### Stored items

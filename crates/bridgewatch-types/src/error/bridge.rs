//! Bridge session and health probe errors.

use serde::{Deserialize, Serialize};
use thiserror::Error;

/// Errors raised while talking to the bridge over the shared session.
#[derive(Debug, Clone, Error, Serialize, Deserialize, PartialEq, Eq)]
#[serde(tag = "type", content = "details")]
pub enum BridgeError {
    /// The shared session could not be established or was lost mid-cycle
    #[error("Bridge connection unavailable: {message}")]
    ConnectionUnavailable {
        /// Description of the connection failure
        message: String,
    },

    /// A single account could not be selected or queried
    #[error("Fetch failed for account {account_id}: {message}")]
    AccountFetchFailed {
        /// Account that failed
        account_id: String,
        /// Description of the failure
        message: String,
    },

    /// A bridge operation exceeded its deadline
    #[error("Bridge operation '{operation}' timed out after {secs}s")]
    Timeout {
        /// Operation that timed out (select, fetch, connect)
        operation: String,
        /// Deadline in seconds
        secs: u64,
    },
}

impl BridgeError {
    /// Connection-level failures abort the whole cycle; everything else is
    /// local to one account.
    pub const fn is_connection_level(&self) -> bool {
        matches!(self, Self::ConnectionUnavailable { .. })
    }
}

/// Errors raised by the reachability probe.
#[derive(Debug, Clone, Error, Serialize, Deserialize, PartialEq, Eq)]
#[serde(tag = "type", content = "details")]
pub enum ProbeError {
    /// Probe did not answer before its deadline
    #[error("Health probe timed out after {secs}s")]
    Timeout {
        /// Deadline in seconds
        secs: u64,
    },

    /// Probe target could not be reached at all
    #[error("Health probe unreachable: {message}")]
    Unreachable {
        /// Transport error description
        message: String,
    },

    /// Probe target answered with a non-2xx status
    #[error("Health probe returned HTTP {status}")]
    BadStatus {
        /// HTTP status code
        status: u16,
    },
}

#[cfg(test)]
mod tests {
    use super::*;

    #[test]
    fn test_connection_level() {
        let conn = BridgeError::ConnectionUnavailable { message: "refused".to_string() };
        let local =
            BridgeError::AccountFetchFailed { account_id: "1".to_string(), message: "x".to_string() };
        let timeout = BridgeError::Timeout { operation: "fetch".to_string(), secs: 10 };

        assert!(conn.is_connection_level());
        assert!(!local.is_connection_level());
        assert!(!timeout.is_connection_level());
    }
}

### Directions for this task
Show all lines from the data above in which the word "message" appears.

### Solution for this problem
    #[error("Bridge connection unavailable: {message}")]
        message: String,
    #[error("Fetch failed for account {account_id}: {message}")]
        message: String,
    #[error("Health probe unreachable: {message}")]
        message: String,
        let conn = BridgeError::ConnectionUnavailable { message: "refused".to_string() };
            BridgeError::AccountFetchFailed { account_id: "1".to_string(), message: "x".to_string() };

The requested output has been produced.